海洋灾害监测数据融合与智能预报预警产品业务化流程
二、方案和成效
一是构建海洋环境数值预报的智能订正与精细场景释用技术,提升预报产品的时效性、准确率和精细化水平。基于GPU-CPU异构计算、深度学习与人工智能模型、检验评估等技术,建立覆盖海南沿海的离岸和近岸风、海浪、温盐流、风暴潮等要素的预报模式,形成约9.6TB合格率达95%的高质量数据,服务海洋灾害预报警报业务。
二是构建物理—化学—生物相耦合的三维海洋生态动力学预报预警方法,完善典型生态灾害的风险预警、影响与评价体系。汇聚生态监测、现场调查、实验室检测等共计55类数据,经过数据质控与融合,形成海洋生态灾害预警融合数据集;基于AI训练形成针对赤潮等多种生态灾害的专题预警产品。
三是基于机器视觉数据标注与在线式动态采样训练,实现海浪与裂流智能识别与预警。基于标识物(水尺/裂流漂浮物)标注的图像通过三维反演构建本地特征数据,每月实时汇聚的数据量约8TB,基于深度学习模型并进行训练与优化,提升海滨灾害(海浪与裂流)的智能识别率和预警时效约30%。

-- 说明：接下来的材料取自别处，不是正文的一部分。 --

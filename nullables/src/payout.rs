//! Nullable payout sink: records transfers, optionally refuses recipients.

use election_registry::{PayoutRejected, PayoutSink};
use election_types::{Amount, Principal};
use std::collections::{HashMap, HashSet};

/// An in-memory value transport for testing.
///
/// Every accepted transfer is appended to [`transfers`](Self::transfers) and
/// credited to the recipient's balance. Recipients registered via
/// [`reject`](Self::reject) refuse every payment.
#[derive(Debug, Default)]
pub struct NullPayout {
    transfers: Vec<(Principal, Amount)>,
    balances: HashMap<Principal, Amount>,
    rejecting: HashSet<Principal>,
}

impl NullPayout {
    pub fn new() -> Self {
        Self::default()
    }

    /// Make `recipient` refuse all future payouts.
    pub fn reject(&mut self, recipient: Principal) {
        self.rejecting.insert(recipient);
    }

    /// Let `recipient` accept payouts again.
    pub fn accept(&mut self, recipient: &Principal) {
        self.rejecting.remove(recipient);
    }

    pub fn transfers(&self) -> &[(Principal, Amount)] {
        &self.transfers
    }

    /// Total received by `recipient` so far.
    pub fn balance_of(&self, recipient: &Principal) -> Amount {
        self.balances.get(recipient).copied().unwrap_or(Amount::ZERO)
    }
}

impl PayoutSink for NullPayout {
    fn transfer(&mut self, to: &Principal, amount: Amount) -> Result<(), PayoutRejected> {
        if self.rejecting.contains(to) {
            return Err(PayoutRejected(format!("{to} refuses payments")));
        }
        let balance = self.balances.entry(*to).or_default();
        *balance = balance
            .checked_add(amount)
            .ok_or_else(|| PayoutRejected("recipient balance overflow".into()))?;
        self.transfers.push((*to, amount));
        Ok(())
    }
}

四是形成覆盖海洋灾害全周期的数据产品管理机制,提升数据汇聚与业务化服务水平。建立覆盖海洋灾害全周期的数据产品管理机制,形成“实时感知—精准预报—生态保护—智能防控”链条,服务10余类海洋灾害综合防治业务场景。
三、创新点
一是技术创新驱动数据与产品质量提升。在海南沿海及其周边海域采用自主可控的海洋预报模式与物理耦合海洋生态数值方法,实现融合数据的一体化智能网格以及预报预警产品时效性、准确性和空间分辨率的大幅提升,形成覆盖10多个环境要素与9个生态专题的高质量数据集。
二是模式创新驱动数据标注效率提升。通过海滨重点区域的机器视觉前端与机房部署的GPU服务器集群,基于CNN卷积神经网络和Transformer深度学习框架实现海滨灾害(越浪与裂流)的动态识别与测量,业务联动发出预警信息,避免人员遇险。
三是机制建设促进数据流通与场景化应用。通过数据交换与共享机制,汇集高质量数据并充分融合,加速数据流通,并在海洋多灾种防治场景中的产品化与业务化应用。